M. nipawinia has been given a G2/G3 ranking (CDC website). Collections of this species have been made from S. SK River at Lemsford Ferry in SK and from the Milk River in Montana (Lehmkuhl 1979, Webb 2002). It may also occur in the Milk River of AB and in MB (Patrick 2002, Webb 2002). The larvae have been found attached to snags in fast current (Lehmkuhl 1979, Webb 2002). Larvae were found in collections in early spring with the adults emerging from late June until early August (Lehmkuhl 1979, Webb 2002).

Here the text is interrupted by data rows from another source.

//! `futures::Stream` view of a cursor.

use futures::Stream;
use tracing::debug;

use super::Cursor;
use crate::connection::ChannelProvider;
use crate::error::{CursorError, Result};

impl<T, P> Cursor<T, P>
where
    T: Clone + Send + 'static,
    P: ChannelProvider,
{
    /// Turn the cursor into a stream of documents
    ///
    /// The cursor is disposed when the stream reaches the end or yields an
    /// error. A stream dropped early releases the server cursor through the
    /// cursor's drop handling.
    pub fn into_stream(self) -> impl Stream<Item = Result<T>> {
        futures::stream::try_unfold(self, |mut cursor| async move {
            match cursor.advance().await {
                Ok(true) => {
                    let item = cursor.current()?.clone();
                    Ok::<_, CursorError>(Some((item, cursor)))
                }
                Ok(false) => {
                    cursor.dispose().await?;
                    Ok(None)
                }
                Err(e) => {
                    if let Err(dispose_err) = cursor.dispose().await {
                        debug!("Dispose after stream error failed: {}", dispose_err);
                    }
                    Err(e)
                }
            }
        })
    }

    /// Read every remaining document, then dispose
    ///
    /// # Returns
    /// * `Result<Vec<T>>` - Remaining documents in server order
    pub async fn collect_remaining(mut self) -> Result<Vec<T>> {
        let mut documents = Vec::new();
        let drained = self.drain_into(&mut documents).await;
        let disposed = self.dispose().await;
        drained?;
        disposed?;
        Ok(documents)
    }

    async fn drain_into(&mut self, out: &mut Vec<T>) -> Result<()> {
        while self.advance().await? {
            out.push(self.current()?.clone());
        }
        Ok(())
    }
}
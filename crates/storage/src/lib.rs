use chrono::NaiveDate;
use serde::Serialize;
use sqlx::{migrate::MigrateError, sqlite::SqlitePoolOptions, SqlitePool};
use thiserror::Error;

use todo_api_core::date::format_due_date;
use todo_api_core::types::{NewTodo, Todo, TodoFilter};

/// Top-level database handle that owns the SQLite connection pool.
#[derive(Clone)]
pub struct Database {
    pool: SqlitePool,
}

impl Database {
    /// Establishes a new SQLite connection pool for the provided connection string.
    pub async fn connect(database_url: &str) -> Result<Self, StorageError> {
        let pool = SqlitePoolOptions::new()
            .max_connections(5)
            .connect(database_url)
            .await
            .map_err(StorageError::Connect)?;

        apply_pragmas(&pool).await?;

        Ok(Self { pool })
    }

    /// Creates the `todo` table when it does not exist yet.
    pub async fn run_migrations(&self) -> Result<(), StorageError> {
        sqlx::migrate!("../../migrations")
            .run(&self.pool)
            .await
            .map_err(StorageError::Migration)?;
        Ok(())
    }

    /// Returns a handle to interact with the `todo` table.
    pub fn todos(&self) -> TodoRepository {
        TodoRepository {
            pool: self.pool.clone(),
        }
    }

    /// Exposes the inner pool when lower level access is required.
    pub fn pool(&self) -> &SqlitePool {
        &self.pool
    }
}

async fn apply_pragmas(pool: &SqlitePool) -> Result<(), StorageError> {
    sqlx::query("PRAGMA foreign_keys = ON;")
        .execute(pool)
        .await
        .map_err(StorageError::Pragma)?;

    sqlx::query("PRAGMA journal_mode = WAL;")
        .fetch_one(pool)
        .await
        .map_err(StorageError::Pragma)?;

    sqlx::query("PRAGMA synchronous = NORMAL;")
        .execute(pool)
        .await
        .map_err(StorageError::Pragma)?;

    sqlx::query("PRAGMA busy_timeout = 5000;")
        .execute(pool)
        .await
        .map_err(StorageError::Pragma)?;

    Ok(())
}

/// General storage level errors.
#[derive(Debug, Error)]
pub enum StorageError {
    #[error("failed to connect to sqlite: {0}")]
    Connect(sqlx::Error),
    #[error("failed to apply pragma: {0}")]
    Pragma(sqlx::Error),
    #[error("failed to run database migrations: {0}")]
    Migration(MigrateError),
}

/// Row of the `todo` table, with storage column names.
#[derive(Debug, Clone, PartialEq, Eq, Serialize, sqlx::FromRow)]
pub struct TodoRow {
    pub id: i64,
    pub todo: Option<String>,
    pub category: Option<String>,
    pub priority: Option<String>,
    pub status: Option<String>,
    pub due_date: Option<String>,
}

impl TodoRow {
    /// Converts the database row into the API representation.
    pub fn into_domain(self) -> Todo {
        Todo {
            id: self.id,
            todo: self.todo,
            priority: self.priority,
            status: self.status,
            category: self.category,
            due_date: self.due_date,
        }
    }
}

/// Repository for todo rows. Every statement is parameterized.
#[derive(Clone)]
pub struct TodoRepository {
    pool: SqlitePool,
}

impl TodoRepository {
    /// Lists rows matching every supplied filter whose description contains
    /// `filter.search` (case-sensitive), ordered by id.
    pub async fn list(&self, filter: &TodoFilter) -> Result<Vec<TodoRow>, TodoStoreError> {
        let status = filter.status.map(|value| value.as_str());
        let priority = filter.priority.map(|value| value.as_str());
        let category = filter.category.map(|value| value.as_str());

        let rows = sqlx::query_as::<_, TodoRow>(
            r#"
SELECT id, todo, category, priority, status, due_date
  FROM todo
 WHERE instr(todo, ?) > 0
   AND (? IS NULL OR status = ?)
   AND (? IS NULL OR priority = ?)
   AND (? IS NULL OR category = ?)
 ORDER BY id ASC
            "#,
        )
        .bind(&filter.search)
        .bind(status)
        .bind(status)
        .bind(priority)
        .bind(priority)
        .bind(category)
        .bind(category)
        .fetch_all(&self.pool)
        .await?;

        Ok(rows)
    }

    /// Loads a single row by id.
    pub async fn fetch(&self, id: i64) -> Result<Option<TodoRow>, TodoStoreError> {
        let row = sqlx::query_as::<_, TodoRow>(
            "SELECT id, todo, category, priority, status, due_date FROM todo WHERE id = ?",
        )
        .bind(id)
        .fetch_optional(&self.pool)
        .await?;

        Ok(row)
    }

    /// Lists rows whose stored due date equals `day`.
    pub async fn list_due_on(&self, day: NaiveDate) -> Result<Vec<TodoRow>, TodoStoreError> {
        let rows = sqlx::query_as::<_, TodoRow>(
            "SELECT id, todo, category, priority, status, due_date FROM todo \
             WHERE due_date = ? ORDER BY id ASC",
        )
        .bind(format_due_date(day))
        .fetch_all(&self.pool)
        .await?;

        Ok(rows)
    }

    /// Inserts a new row. Duplicate ids surface as a database error.
    pub async fn insert(&self, todo: &NewTodo) -> Result<(), TodoStoreError> {
        sqlx::query(
            "INSERT INTO todo (id, todo, category, priority, status, due_date) \
             VALUES (?, ?, ?, ?, ?, ?)",
        )
        .bind(todo.id)
        .bind(&todo.todo)
        .bind(todo.category.map(|value| value.as_str()))
        .bind(todo.priority.map(|value| value.as_str()))
        .bind(todo.status.map(|value| value.as_str()))
        .bind(todo.due_date.map(format_due_date))
        .execute(&self.pool)
        .await?;

        Ok(())
    }

    /// Overwrites every mutable column of the row identified by `todo.id`.
    pub async fn update(&self, todo: &Todo) -> Result<u64, TodoStoreError> {
        let result = sqlx::query(
            "UPDATE todo \
             SET todo = ?, status = ?, priority = ?, category = ?, due_date = ? \
             WHERE id = ?",
        )
        .bind(&todo.todo)
        .bind(&todo.status)
        .bind(&todo.priority)
        .bind(&todo.category)
        .bind(&todo.due_date)
        .bind(todo.id)
        .execute(&self.pool)
        .await?;

        Ok(result.rows_affected())
    }

    /// Deletes the row if present, returning the number of rows removed.
    pub async fn delete(&self, id: i64) -> Result<u64, TodoStoreError> {
        let result = sqlx::query("DELETE FROM todo WHERE id = ?")
            .bind(id)
            .execute(&self.pool)
            .await?;

        Ok(result.rows_affected())
    }
}

/// Errors that can occur while reading or writing todos.
#[derive(Debug, Error)]
pub enum TodoStoreError {
    #[error("database error: {0}")]
    Database(#[from] sqlx::Error),
}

L. saskatchewanensis is ranked as G4 (CDC website). It is known from SK, Mexico, AZ CO, MT NE, NM and UT (Patrick 2002). Although it has a relatively wide distribution through the mid western US and Canada, hence its low ranking, it is rare in collections (Webb 2002). In Saskatchewan it has been collected from the N. SK River at Cecil Ferry and upstream of Lake Diefenbaker on the S. SK River at Lemsford Ferry (Webb 2002). Larvae were found in fast current attached to willow root snags from July to Sep (Webb 2002). Webb (2002) suggests that the numbers of this species in the S. SK River has declined since the 1970’s.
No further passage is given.